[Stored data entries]
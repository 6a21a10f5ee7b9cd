//! Core types and trait definitions for the Meriadock intranet backend.
//!
//! This crate is deliberately free of HTTP and database dependencies.
//! All other crates depend on it; it holds the program catalog, the
//! cascading selection rules, the typed forms, the submission pipelines,
//! and the storage abstraction they run against.

pub mod beneficiary;
pub mod cascade;
pub mod catalog;
pub mod closure;
pub mod error;
pub mod forms;
pub mod interaction;
pub mod program;
pub mod session;
pub mod store;
pub mod submit;

pub use error::{Error, Result};
//! The `IntranetStore` trait.
//!
//! The trait is implemented by storage backends (e.g.
//! `meriadock-store-sqlite`). Higher layers (`meriadock-api`,
//! `meriadock-intranet`) depend on this abstraction, not on any concrete
//! backend.
//!
//! Writes are individual statements, not transactions — the submission
//! pipelines in [`crate::submit`] sequence them and compensate when a later
//! write fails. The trait therefore exposes the compensating deletes too.

use std::future::Future;

use uuid::Uuid;

use crate::{
  beneficiary::{Beneficiary, NewBeneficiary},
  closure::{ClosureRecord, NewClosure, NewResults, ResultsRecord},
  interaction::{Interaction, NewInteraction},
  program::{
    NewPlanning, NewProgram, Planning, Program, ProgramId, ProgramUpdate,
  },
  session::{NewUser, Profile, SessionRecord, UserAccount},
};

/// Abstraction over the intranet's storage backend.
///
/// All methods return `Send` futures so the trait can be used in
/// multi-threaded async runtimes (e.g. tokio with `axum`).
pub trait IntranetStore: Send + Sync {
  type Error: std::error::Error + Send + Sync + 'static;

  // ── Programs ──────────────────────────────────────────────────────────

  /// The full program list, in insertion order. Pages load this once and
  /// derive every dropdown from the snapshot.
  fn list_programs(
    &self,
  ) -> impl Future<Output = Result<Vec<Program>, Self::Error>> + Send + '_;

  /// Insert a program and return it with its store-assigned id.
  /// The folio is unique; a duplicate folio is a store error.
  fn insert_program(
    &self,
    input: NewProgram,
  ) -> impl Future<Output = Result<Program, Self::Error>> + Send + '_;

  /// Apply `changes` to the program with this folio. Last write wins; a
  /// folio that matches no row is not an error here.
  fn update_program<'a>(
    &'a self,
    folio: &'a str,
    changes: ProgramUpdate,
  ) -> impl Future<Output = Result<(), Self::Error>> + Send + 'a;

  /// Remove a program row. Only the registration pipeline calls this, to
  /// compensate a failed planning insert.
  fn delete_program(
    &self,
    id: ProgramId,
  ) -> impl Future<Output = Result<(), Self::Error>> + Send + '_;

  // ── Planning and closure ──────────────────────────────────────────────

  fn insert_planning(
    &self,
    input: NewPlanning,
  ) -> impl Future<Output = Result<Planning, Self::Error>> + Send + '_;

  fn insert_results(
    &self,
    input: NewResults,
  ) -> impl Future<Output = Result<ResultsRecord, Self::Error>> + Send + '_;

  /// Remove a results row. Only the closure pipeline calls this, to
  /// compensate a failed closure insert.
  fn delete_results(
    &self,
    id: i64,
  ) -> impl Future<Output = Result<(), Self::Error>> + Send + '_;

  fn insert_closure(
    &self,
    input: NewClosure,
  ) -> impl Future<Output = Result<ClosureRecord, Self::Error>> + Send + '_;

  // ── Beneficiaries and interactions ────────────────────────────────────

  fn insert_beneficiary(
    &self,
    input: NewBeneficiary,
  ) -> impl Future<Output = Result<Beneficiary, Self::Error>> + Send + '_;

  /// Distinct beneficiary names recorded under a program, for the
  /// attendance picklist.
  fn list_beneficiary_names(
    &self,
    program_id: ProgramId,
  ) -> impl Future<Output = Result<Vec<String>, Self::Error>> + Send + '_;

  fn insert_interaction(
    &self,
    input: NewInteraction,
  ) -> impl Future<Output = Result<Interaction, Self::Error>> + Send + '_;

  // ── Users and sessions ────────────────────────────────────────────────

  /// Create a user account. The `user_id` is assigned by the store; a
  /// duplicate login is a store error.
  fn create_user(
    &self,
    input: NewUser,
  ) -> impl Future<Output = Result<UserAccount, Self::Error>> + Send + '_;

  /// Look up the credential row for a login identifier.
  fn get_user_by_login<'a>(
    &'a self,
    login: &'a str,
  ) -> impl Future<Output = Result<Option<UserAccount>, Self::Error>>
  + Send
  + 'a;

  /// Look up the credential row for a user id, as when rehydrating a
  /// session token into its account.
  fn get_user(
    &self,
    user_id: Uuid,
  ) -> impl Future<Output = Result<Option<UserAccount>, Self::Error>>
  + Send
  + '_;

  /// The directory profile for a user. `None` when the account has no
  /// directory row; callers treat that as a usable, profile-less session.
  fn get_profile(
    &self,
    user_id: Uuid,
  ) -> impl Future<Output = Result<Option<Profile>, Self::Error>> + Send + '_;

  /// Replace the password hash and clear the must-change flag in one step.
  fn update_password(
    &self,
    user_id: Uuid,
    password_hash: String,
  ) -> impl Future<Output = Result<(), Self::Error>> + Send + '_;

  fn create_session(
    &self,
    session: SessionRecord,
  ) -> impl Future<Output = Result<(), Self::Error>> + Send + '_;

  /// Look up a live session by token. Expired and revoked sessions read as
  /// absent.
  fn get_session<'a>(
    &'a self,
    token: &'a str,
  ) -> impl Future<Output = Result<Option<SessionRecord>, Self::Error>>
  + Send
  + 'a;

  fn revoke_session<'a>(
    &'a self,
    token: &'a str,
  ) -> impl Future<Output = Result<(), Self::Error>> + Send + 'a;
}
//! Accounts, sessions, and the page-level session gate.
//!
//! Authentication is split in two: the credential identity (who signed in)
//! and the directory profile (who that is in the organisation). A missing
//! profile is tolerated everywhere — the account stays usable and the
//! profile side simply reads as absent.

use chrono::{DateTime, Utc};
use serde::{Deserialize, Serialize};
use uuid::Uuid;

// ─── Identity ────────────────────────────────────────────────────────────────

/// The authenticated identity as the auth layer reports it.
#[derive(Debug, Clone, PartialEq, Eq, Serialize, Deserialize)]
pub struct AuthUser {
  pub user_id: Uuid,
  /// The full login identifier, e.g. `"u1234@meriadock.org.mx"`.
  pub login:   String,
}

/// The directory projection of a user: display name and NISUV code.
#[derive(Debug, Clone, PartialEq, Eq, Serialize, Deserialize)]
pub struct Profile {
  pub full_name:            String,
  pub nisuv:                String,
  /// Set on provisioned accounts; cleared once the user picks their own
  /// password.
  pub must_change_password: bool,
}

/// What a signed-in request knows about its caller. Built once per request
/// and passed along explicitly; nothing reads ambient global state.
#[derive(Debug, Clone, PartialEq, Eq, Serialize, Deserialize)]
pub struct SessionContext {
  pub user:    AuthUser,
  /// `None` when the account has no directory row. Not an error.
  pub profile: Option<Profile>,
}

/// Build the login identifier presented to the auth layer: operators type
/// only their NISUV code; the organisation domain is fixed.
pub fn login_identifier(nisuv: &str, domain: &str) -> String {
  format!("{}@{}", nisuv.trim(), domain)
}

// ─── Store records ───────────────────────────────────────────────────────────

/// The credential view of a user row, as the auth layer needs it.
#[derive(Debug, Clone)]
pub struct UserAccount {
  pub user_id:              Uuid,
  pub login:                String,
  /// PHC-formatted hash string. Never the password itself.
  pub password_hash:        String,
  pub must_change_password: bool,
}

/// Input to [`crate::store::IntranetStore::create_user`].
/// The `user_id` is assigned by the store.
#[derive(Debug, Clone)]
pub struct NewUser {
  pub login:                String,
  pub nisuv:                String,
  pub full_name:            String,
  pub password_hash:        String,
  pub must_change_password: bool,
}

/// A server-side session row. The token doubles as the primary key; it is
/// the only thing the browser holds.
#[derive(Debug, Clone, PartialEq, Eq)]
pub struct SessionRecord {
  pub token:      String,
  pub user_id:    Uuid,
  pub created_at: DateTime<Utc>,
  pub expires_at: DateTime<Utc>,
}

// ─── Session gate ────────────────────────────────────────────────────────────

/// What a page knows about the session at a given moment.
///
/// `Loading` is a real state, not a transient: pages render a placeholder
/// while in it and must not treat it as signed-out.
#[derive(Debug, Clone, PartialEq, Eq)]
pub enum SessionState {
  Loading,
  Authenticated(SessionContext),
  Unauthenticated,
}

impl SessionState {
  pub fn is_authenticated(&self) -> bool {
    matches!(self, Self::Authenticated(_))
  }
}

/// Identifies one resolution attempt. A token minted before the latest auth
/// change no longer matches and its outcome is discarded.
#[derive(Debug, Clone, Copy, PartialEq, Eq)]
pub struct ResolutionToken(u64);

/// The session state machine a page drives.
///
/// Starts in [`SessionState::Loading`]. Each resolution attempt is stamped
/// with [`SessionGate::begin_resolution`]; its outcome only applies if no
/// auth change happened in between. Any auth change (sign-in, sign-out,
/// password change, change observed elsewhere) drops the gate back to
/// `Loading` and invalidates every attempt already in flight.
#[derive(Debug, Clone)]
pub struct SessionGate {
  state:      SessionState,
  generation: u64,
}

impl SessionGate {
  pub fn new() -> Self {
    Self { state: SessionState::Loading, generation: 0 }
  }

  pub fn state(&self) -> &SessionState { &self.state }

  /// Stamp a resolution attempt against the current generation.
  pub fn begin_resolution(&self) -> ResolutionToken {
    ResolutionToken(self.generation)
  }

  /// Apply the outcome of a resolution attempt. A present identity
  /// authenticates even when the profile lookup came back empty.
  ///
  /// Returns `false` — and changes nothing — when the token is stale.
  pub fn resolve(
    &mut self,
    token: ResolutionToken,
    user: Option<AuthUser>,
    profile: Option<Profile>,
  ) -> bool {
    if token.0 != self.generation {
      return false;
    }
    self.state = match user {
      Some(user) => {
        SessionState::Authenticated(SessionContext { user, profile })
      }
      None => SessionState::Unauthenticated,
    };
    true
  }

  /// An auth event happened; the previous answer and anything in flight are
  /// stale.
  pub fn auth_changed(&mut self) {
    self.generation += 1;
    self.state = SessionState::Loading;
  }
}

impl Default for SessionGate {
  fn default() -> Self { Self::new() }
}

#[cfg(test)]
mod tests {
  use super::*;

  fn some_user() -> AuthUser {
    AuthUser {
      user_id: Uuid::new_v4(),
      login:   "u1234@meriadock.org.mx".into(),
    }
  }

  #[test]
  fn gate_starts_loading() {
    let gate = SessionGate::new();
    assert_eq!(*gate.state(), SessionState::Loading);
    assert!(!gate.state().is_authenticated());
  }

  #[test]
  fn resolving_without_identity_is_unauthenticated() {
    let mut gate = SessionGate::new();
    let token = gate.begin_resolution();
    assert!(gate.resolve(token, None, None));
    assert_eq!(*gate.state(), SessionState::Unauthenticated);
  }

  #[test]
  fn missing_profile_still_authenticates() {
    let mut gate = SessionGate::new();
    let token = gate.begin_resolution();
    gate.resolve(token, Some(some_user()), None);
    match gate.state() {
      SessionState::Authenticated(ctx) => assert!(ctx.profile.is_none()),
      other => panic!("expected authenticated, got {other:?}"),
    }
  }

  #[test]
  fn auth_change_returns_to_loading() {
    let mut gate = SessionGate::new();
    let token = gate.begin_resolution();
    gate.resolve(token, Some(some_user()), None);
    assert!(gate.state().is_authenticated());

    gate.auth_changed();
    assert_eq!(*gate.state(), SessionState::Loading);

    let token = gate.begin_resolution();
    gate.resolve(token, None, None);
    assert_eq!(*gate.state(), SessionState::Unauthenticated);
  }

  #[test]
  fn stale_resolution_is_discarded() {
    let mut gate = SessionGate::new();
    let stale = gate.begin_resolution();

    // Auth changes while the first attempt is still in flight.
    gate.auth_changed();

    assert!(!gate.resolve(stale, Some(some_user()), None));
    assert_eq!(*gate.state(), SessionState::Loading);

    let fresh = gate.begin_resolution();
    assert!(gate.resolve(fresh, None, None));
    assert_eq!(*gate.state(), SessionState::Unauthenticated);
  }

  #[test]
  fn login_identifier_appends_fixed_domain() {
    assert_eq!(
      login_identifier("u1234", "meriadock.org.mx"),
      "u1234@meriadock.org.mx"
    );
    // Stray whitespace from the login box is not part of the identifier.
    assert_eq!(
      login_identifier("  u1234 ", "meriadock.org.mx"),
      "u1234@meriadock.org.mx"
    );
  }
}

WHAT YOU HAVE TO DO:
In the data above, which lines have "matches"? Report each of them.

RESPONSE BELOW:
  /// folio that matches no row is not an error here.
    matches!(self, Self::Authenticated(_))
/// change no longer matches and its outcome is discarded.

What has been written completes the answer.